Crowd-funding has progressed from a novelty a few years ago, to a genuine way to launch your product today. Recently, it has even been used to fund medical research and clinical trials, once considered the preserve of Big Pharma.
What is wrong with the status quo?
Developing a drug is a mind-bogglingly expensive endeavour, justified only by the huge profits that can be turned if it is developed successfully. Recent estimates put the overall cost of drug development at more than US$4 billion, per drug, over a period of about 10 years.The majority of the expense comes from clinical trials – three of them, for every drug, and each increasing in size and complexity. (In case you would like to know, Phase I tests for bad reactions to the drug on 10′s of patients, Phase II tests whether it actually works as suggested on several hundred patients, and Phase III tests for side-affects on thousands of people.) The cost has ballooned due to increased regulatory requirements and concerns about side effects, to the point where only the largest pharmaceutical companies – and to a lesser extent, charitable foundations – can even afford to make these drugs any more. These trials require deep pockets and plenty of know-how.
The net result of this is two-fold. Firstly, Big Pharma has all the say when it comes to which drugs are developed. This is not a new problem – ask any medical scientist in Africa about orphan diseases. There are literally thousands of people in Africa and Asia that die every year from diseases that could be vaccinated against, IF the potential cures could get through the clinical trial stage. Unfortunately, no market for the drug (beyond sales to governments and aid organisations) means the drug doesn’t get developed. Bottom line, and all that. The second, interconnected result is that drugs and treatments with real potential to save lives sit in freezers in laboratories all over the world, because no company or foundation will foot the bill.

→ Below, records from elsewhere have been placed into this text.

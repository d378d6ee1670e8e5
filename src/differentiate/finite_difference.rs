//! Fixed-weight difference formulas.

/// Default step size for the difference formulas.
pub const DEFAULT_STEP: f64 = 1e-5;

/// Forward difference approximation of f'(x).
///
/// Computes `(f(x + h) - f(x)) / h`, accurate to O(h).
///
/// # Example
///
/// ```
/// use nanalysis::differentiate::{forward_difference, DEFAULT_STEP};
///
/// let d = forward_difference(|x: f64| x * x, 3.0, DEFAULT_STEP);
/// assert!((d - 6.0).abs() < 1e-4);
/// ```
pub fn forward_difference<F>(f: F, x: f64, h: f64) -> f64
where
    F: Fn(f64) -> f64,
{
    (f(x + h) - f(x)) / h
}

/// Three-point endpoint approximation of f'(x).
///
/// Samples only on one side of `x`, which makes it usable at the left edge
/// of a domain. A negative `h` samples to the left instead. Accurate to
/// O(h²).
pub fn three_point_endpoint<F>(f: F, x: f64, h: f64) -> f64
where
    F: Fn(f64) -> f64,
{
    (-3.0 * f(x) + 4.0 * f(x + h) - f(x + 2.0 * h)) / (2.0 * h)
}

/// Three-point midpoint (central difference) approximation of f'(x).
///
/// Computes `(f(x + h) - f(x - h)) / 2h`, accurate to O(h²).
pub fn three_point_midpoint<F>(f: F, x: f64, h: f64) -> f64
where
    F: Fn(f64) -> f64,
{
    (f(x + h) - f(x - h)) / (2.0 * h)
}

/// Five-point endpoint approximation of f'(x), accurate to O(h⁴).
///
/// Like [`three_point_endpoint`], a negative `h` gives the backward form.
pub fn five_point_endpoint<F>(f: F, x: f64, h: f64) -> f64
where
    F: Fn(f64) -> f64,
{
    (-25.0 * f(x) + 48.0 * f(x + h) - 36.0 * f(x + 2.0 * h) + 16.0 * f(x + 3.0 * h)
        - 3.0 * f(x + 4.0 * h))
        / (12.0 * h)
}

/// Five-point midpoint approximation of f'(x), accurate to O(h⁴).
pub fn five_point_midpoint<F>(f: F, x: f64, h: f64) -> f64
where
    F: Fn(f64) -> f64,
{
    (f(x - 2.0 * h) - 8.0 * f(x - h) + 8.0 * f(x + h) - f(x + 2.0 * h)) / (12.0 * h)
}

/// Midpoint approximation of the second derivative f''(x).
///
/// Computes `(f(x - h) - 2f(x) + f(x + h)) / h²`, accurate to O(h²). The
/// division by h² makes this formula more sensitive to cancellation than the
/// first-derivative ones; steps much below 1e-4 rarely help.
pub fn second_derivative_midpoint<F>(f: F, x: f64, h: f64) -> f64
where
    F: Fn(f64) -> f64,
{
    (f(x - h) - 2.0 * f(x) + f(x + h)) / (h * h)
}

/// A named finite-difference formula.
///
/// Lets callers choose the formula at runtime, and exposes the order of
/// accuracy so convergence can be checked generically.
#[derive(Debug, Clone, Copy, PartialEq, Eq, Hash)]
pub enum Stencil {
    /// [`forward_difference`]
    Forward,
    /// [`three_point_endpoint`]
    ThreePointEndpoint,
    /// [`three_point_midpoint`]
    ThreePointMidpoint,
    /// [`five_point_endpoint`]
    FivePointEndpoint,
    /// [`five_point_midpoint`]
    FivePointMidpoint,
    /// [`second_derivative_midpoint`]
    SecondDerivativeMidpoint,
}

impl Stencil {
    /// All stencils, in order of the table in the module docs.
    pub const ALL: [Stencil; 6] = [
        Stencil::Forward,
        Stencil::ThreePointEndpoint,
        Stencil::ThreePointMidpoint,
        Stencil::FivePointEndpoint,
        Stencil::FivePointMidpoint,
        Stencil::SecondDerivativeMidpoint,
    ];

    /// Apply the formula to `f` at `x` with step `h`.
    pub fn apply<F>(self, f: F, x: f64, h: f64) -> f64
    where
        F: Fn(f64) -> f64,
    {
        match self {
            Stencil::Forward => forward_difference(f, x, h),
            Stencil::ThreePointEndpoint => three_point_endpoint(f, x, h),
            Stencil::ThreePointMidpoint => three_point_midpoint(f, x, h),
            Stencil::FivePointEndpoint => five_point_endpoint(f, x, h),
            Stencil::FivePointMidpoint => five_point_midpoint(f, x, h),
            Stencil::SecondDerivativeMidpoint => second_derivative_midpoint(f, x, h),
        }
    }

    /// Truncation order `p`: the error behaves like O(hᵖ).
    pub fn order(self) -> i32 {
        match self {
            Stencil::Forward => 1,
            Stencil::ThreePointEndpoint
            | Stencil::ThreePointMidpoint
            | Stencil::SecondDerivativeMidpoint => 2,
            Stencil::FivePointEndpoint | Stencil::FivePointMidpoint => 4,
        }
    }

    /// Which derivative the formula approximates (1 or 2).
    pub fn derivative(self) -> u32 {
        match self {
            Stencil::SecondDerivativeMidpoint => 2,
            _ => 1,
        }
    }

    /// Number of target function evaluations per call.
    pub fn evaluations(self) -> usize {
        match self {
            Stencil::Forward | Stencil::ThreePointMidpoint => 2,
            Stencil::ThreePointEndpoint | Stencil::SecondDerivativeMidpoint => 3,
            Stencil::FivePointMidpoint => 4,
            Stencil::FivePointEndpoint => 5,
        }
    }
}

The rise of medical crowdfunding
2013 – enter a new player. Despite this incredibly high barrier to entry, several clinical trials have been funded partially or entirely by crowdfunding in the last year. The first was MEandYou, a campaign to study the effects of rituximab on chronic fatigue syndrome/monoencephalitis (ME)/yuppie flu in Norway. Run voluntarily by an ME patient, the campaign gathered remarkable momentum, and in 90 days raised nearly US$500 000. An interesting outcome of the MEandYou campaign is that after the surge of local and international public interest, the Norwegian Medical Research Council changed heart and issued a large grant to the research group to start clinical trials. The second success story is iCancer, which raised about US$200 000 for the first phase of clinical trials of a promising anticancer treatment. Not quite the US$ 2 million they were looking for, but again, the crowdfunding approach drew in the ‘big fish’ private and public funders. A campaign for stem cell treatment of multiple sclerosis (also a Phase I clinical trial) is close to its funding goal of US$300 000 on Indiegogo. Lastly, the Immunity Project is raising funds for an HIV vaccine – the more-than US$400 000 raised so far has been put towards the last experiment required before clinical trials can commence. The project continues to raise money, although the official fundraising window is closed.
Funding for your pet project
On the back of these successes has come a rash of scientific or medical crowd-funding platforms – Experiment, Petridish, Geekfunder, CureLauncher, and Medstartr. I think that of all of these, CureLauncher will probably be the most successful. They market themselves as a patient care website – their stated aim is to connect patients to treatment options (read clinical trials) that wouldn’t usually be available to them. So rather than crowd-funding, these guys are crowd-sourcing patients for relevant trials. The others seem to use the standard Kickstarter approach – “here’s a catchy video and some exciting perks, please give me money!” While I can see this working for small ‘pet projects’ and kitchen scientists, it seems unlikely that large projects (such as clinical trials) will get funded regularly on these platforms.
Trading on empathy
My impression is that the success of clinical trial crowd-funding campaigns in 2013 has relied largely on novelty and public empathy – the MEandYou campaign, for instance, received a lot of funding from ME patients around the world. The iCancer campaign made a big deal of the fact that they were trying to treat the type of cancer that killed Steve Jobs. And I don’t need to spell out how the idea of a free HIV vaccine can tug at the heartstrings (and purse strings, for that matter). Another point that needs to be made here is that these are all, apart from HIV, non-communicable diseases. Which translates to cures for the developed world, and not much for the developing world (see ‘orphan diseases’, above. Starting to sound all to familiar,eh?). I don’t really see this changing unless a more nuanced micro-investment model can be developed that rewards investors with a share of drug profits, as suggested here (there is also a startup trying to do this, called HealthFundr). So, for the foreseeable future, I think that crowd-sourced clinical trials remain limited to standalone campaigns tailored to the empathy of the public, and which address diseases of the wealthy.